The exception to this is when you want to get across emotion or characterization in dialogue. Someone who’s nervous will have more perceptible um’s and well’s. Someone who’s unsure will noticeably start and stop sentences without finishing them. Different dictions involve different grammar mistakes, and that can serve as characterization. The goal of dialogue is not to be as realistic as possible, it’s to create characters who are as real as possible.

But most writing rules don’t apply to dialogue because people don’t think about that kind of thing when they talk, right?

Yes and no. The “rules” of writing don’t exist to cramp your style, they exist to guide you toward writing that’s not painful to read. When you read something abysmal, you might not be able to point to the fact that it was bad because the overabundance of adverbs led to a style that was all telling and no showing or the constant passive voice made the prose repetitive and boring. But you will notice that it’s not fun to read. Writing rules are there to keep you from making readers cringe and quit reading.

With that in mind, no, most people don’t think to avoid adverbs when they speak. But an overabundance of adverbs in your dialogue will have the same effect on a reader that an overabundance of adverbs anywhere else would have. Dialogue or not, your words are being read and bad writing is bad writing.

Purposely writing a character who breaks writing rules, though, can be effective characterization. Having a character put very in every other sentence can cue a reader that the character is pretentious or uncreative. But ignoring the rules just because “people don’t talk like that” is going to make your writing unreadable. The goal of writing is always intentionality.

If I’m not supposed to write authentic dialogue, how will it ever sound like a realistic character?

Characters described as “real” aren’t referred to that way because their words come out sounding as if they were recorded. They’re real because they feel like someone you might meet. They have flaws and redeeming characteristics. They say things they don’t mean and occasionally stretch the truth. They argue and they avoid conflict. They make jokes, some of which inevitably fall flat or offend someone. They say real, authentic, human things.

Our minds are constantly interpreting reality, and what we hear in most conversations is not the words themselves, but what’s being said. We hear unique turns of phrase and interesting ideas, funny jokes and unexpected answers. We hear what people mean, and we hear when what they say doesn’t line up with that. Readers don’t want perfect accuracy, they want perfect truth.

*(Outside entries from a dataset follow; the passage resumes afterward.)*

//! Tableau rows and the elementary operations pivoting is built from.

use std::collections::BTreeMap;

use crate::symbol::Symbol;

/// A single row of the simplex tableau: `constant + Σ(coefficient * symbol) = 0`
/// relative to whichever symbol is basic for this row.
///
/// Cells are kept in a `BTreeMap` ordered by symbol id, not a hash map: entering-
/// symbol selection and marker-removal scans both depend on scanning cells in a
/// stable, id-monotonic order to reproduce the same pivot sequence every run.
#[derive(Debug, Clone)]
pub(crate) struct Row {
    pub(crate) constant: f64,
    pub(crate) cells: BTreeMap<Symbol, f64>,
}

impl Row {
    pub(crate) fn new(constant: f64) -> Self {
        Self { constant, cells: BTreeMap::new() }
    }

    /// Adds `coefficient` to the cell for `symbol`, erasing it if the result
    /// is within `epsilon` of zero.
    pub(crate) fn insert_symbol(&mut self, symbol: Symbol, coefficient: f64, epsilon: f64) {
        let entry = self.cells.entry(symbol).or_insert(0.0);
        *entry += coefficient;
        if entry.abs() < epsilon {
            self.cells.remove(&symbol);
        }
    }

    /// Adds `coefficient * other` to this row.
    pub(crate) fn insert_row(&mut self, other: &Row, coefficient: f64, epsilon: f64) {
        self.constant += other.constant * coefficient;
        for (&symbol, &c) in other.cells.iter() {
            self.insert_symbol(symbol, c * coefficient, epsilon);
        }
    }

    pub(crate) fn remove(&mut self, symbol: Symbol) -> Option<f64> {
        self.cells.remove(&symbol)
    }

    pub(crate) fn has(&self, symbol: Symbol) -> bool {
        self.cells.contains_key(&symbol)
    }

    pub(crate) fn coefficient_for(&self, symbol: Symbol) -> f64 {
        self.cells.get(&symbol).copied().unwrap_or(0.0)
    }

    pub(crate) fn reverse_sign(&mut self) {
        self.constant = -self.constant;
        for c in self.cells.values_mut() {
            *c = -*c;
        }
    }

    /// Rearranges `... + k*symbol + ... + constant = 0` into `symbol = ...`.
    /// `symbol` must currently be a cell of this row.
    pub(crate) fn solve_for_symbol(&mut self, symbol: Symbol, epsilon: f64) {
        let coefficient = self
            .cells
            .remove(&symbol)
            .expect("solve_for_symbol: symbol must be present in the row");
        let multiplier = -1.0 / coefficient;
        self.constant *= multiplier;
        for c in self.cells.values_mut() {
            *c *= multiplier;
        }
        self.cells.retain(|_, c| c.abs() >= epsilon);
    }

    /// Re-solves a row currently expressed with `lhs` basic so that `rhs` is
    /// basic instead. Used whenever a different symbol takes over the basis.
    pub(crate) fn solve_for_pair(&mut self, lhs: Symbol, rhs: Symbol, epsilon: f64) {
        self.insert_symbol(lhs, -1.0, epsilon);
        self.solve_for_symbol(rhs, epsilon);
    }

    /// Replaces occurrences of `symbol` in this row with `row`.
    pub(crate) fn substitute(&mut self, symbol: Symbol, row: &Row, epsilon: f64) {
        if let Some(coefficient) = self.cells.remove(&symbol) {
            self.insert_row(row, coefficient, epsilon);
        }
    }

    pub(crate) fn all_dummies(&self) -> bool {
        self.cells.keys().all(|s| s.is_dummy())
    }
}

#[cfg(test)]
mod tests {
    use super::*;
    use crate::symbol::SymbolKind;

    const EPS: f64 = 1e-8;

    #[test]
    fn insert_symbol_erases_near_zero() {
        let mut row = Row::new(0.0);
        let s = Symbol::new(0, SymbolKind::Slack);
        row.insert_symbol(s, 1.0, EPS);
        row.insert_symbol(s, -1.0, EPS);
        assert!(!row.has(s));
    }

    #[test]
    fn solve_for_symbol_rearranges() {
        // 2*s1 + 3*s2 + 4 = 0  =>  s1 = -1.5*s2 - 2
        let mut row = Row::new(4.0);
        let s1 = Symbol::new(0, SymbolKind::Slack);
        let s2 = Symbol::new(1, SymbolKind::Slack);
        row.insert_symbol(s1, 2.0, EPS);
        row.insert_symbol(s2, 3.0, EPS);
        row.solve_for_symbol(s1, EPS);
        assert!((row.constant - -2.0).abs() < EPS);
        assert!((row.coefficient_for(s2) - -1.5).abs() < EPS);
        assert!(!row.has(s1));
    }

    #[test]
    fn all_dummies_true_for_empty_row() {
        assert!(Row::new(0.0).all_dummies());
    }
}
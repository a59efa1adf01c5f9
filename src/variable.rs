//! User-visible decision variables.

use std::any::Any;
use std::cell::{Cell, Ref, RefCell};
use std::fmt;
use std::hash::{Hash, Hasher};
use std::rc::Rc;
use std::sync::atomic::{AtomicU64, Ordering};

use crate::expression::{Expression, IntoExpression};

// A module-scoped allocator rather than a solver-owned one: variables are
// created by the user before (and independently of) any particular solver,
// so their ids can't live on a `Solver`. Symbol ids, by contrast, are owned
// per-solver (see `Solver::new_symbol`) since they only ever matter inside
// one tableau.
static NEXT_VARIABLE_ID: AtomicU64 = AtomicU64::new(0);

struct VariableData {
    id: u64,
    name: RefCell<Option<String>>,
    value: Cell<f64>,
    context: RefCell<Option<Box<dyn Any>>>,
}

impl fmt::Debug for VariableData {
    fn fmt(&self, f: &mut fmt::Formatter<'_>) -> fmt::Result {
        f.debug_struct("VariableData")
            .field("id", &self.id)
            .field("name", &self.name.borrow())
            .field("value", &self.value.get())
            .finish()
    }
}

/// A decision variable. Cheap to clone: clones share the same underlying id,
/// name and value, so the solver's own copy (kept in `vars`) and the
/// caller's copy always agree after [`crate::Solver::update_variables`].
#[derive(Debug, Clone)]
pub struct Variable(Rc<VariableData>);

impl Variable {
    pub fn new() -> Self {
        Self::with_name_opt(None)
    }

    pub fn named(name: impl Into<String>) -> Self {
        Self::with_name_opt(Some(name.into()))
    }

    fn with_name_opt(name: Option<String>) -> Self {
        let id = NEXT_VARIABLE_ID.fetch_add(1, Ordering::Relaxed);
        Self(Rc::new(VariableData {
            id,
            name: RefCell::new(name),
            value: Cell::new(0.0),
            context: RefCell::new(None),
        }))
    }

    pub fn id(&self) -> u64 {
        self.0.id
    }

    pub fn name(&self) -> Option<String> {
        self.0.name.borrow().clone()
    }

    pub fn set_name(&self, name: impl Into<String>) {
        *self.0.name.borrow_mut() = Some(name.into());
    }

    pub fn value(&self) -> f64 {
        self.0.value.get()
    }

    /// Only the solver calls this, from `update_variables`.
    pub(crate) fn set_value(&self, value: f64) {
        self.0.value.set(value);
    }

    /// Attaches arbitrary caller-owned data to the variable (e.g. the UI
    /// widget it backs). Overwrites any previous context.
    pub fn set_context<T: 'static>(&self, context: T) {
        *self.0.context.borrow_mut() = Some(Box::new(context));
    }

    pub fn context<T: 'static>(&self) -> Option<Ref<'_, T>> {
        let borrowed = self.0.context.borrow();
        borrowed.as_ref()?.downcast_ref::<T>()?;
        Some(Ref::map(borrowed, |b| b.as_ref().unwrap().downcast_ref::<T>().unwrap()))
    }

    pub fn minus(&self, rhs: impl IntoExpression) -> Expression {
        Expression::from_variable(self.clone()) - rhs.into_expression()
    }
}

impl Default for Variable {
    fn default() -> Self {
        Self::new()
    }
}

impl PartialEq for Variable {
    fn eq(&self, other: &Self) -> bool {
        self.0.id == other.0.id
    }
}

impl Eq for Variable {}

impl Hash for Variable {
    fn hash<H: Hasher>(&self, state: &mut H) {
        self.0.id.hash(state);
    }
}

impl PartialOrd for Variable {
    fn partial_cmp(&self, other: &Self) -> Option<std::cmp::Ordering> {
        Some(self.cmp(other))
    }
}

impl Ord for Variable {
    fn cmp(&self, other: &Self) -> std::cmp::Ordering {
        self.0.id.cmp(&other.0.id)
    }
}

impl fmt::Display for Variable {
    fn fmt(&self, f: &mut fmt::Formatter<'_>) -> fmt::Result {
        match self.name() {
            Some(name) => write!(f, "{name}"),
            None => write!(f, "var{}", self.0.id),
        }
    }
}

Writing good dialogue is one of the trickiest parts of writing, but it’s also one of the most important. Bad dialogue can kill a good plot, and good dialogue can make your characters pop off the page. So listen to conversations and write down interesting snippets. Pay attention to how different people construct sentences and respond to situations. But most of all, focus on writing real characters. Real dialogue will follow.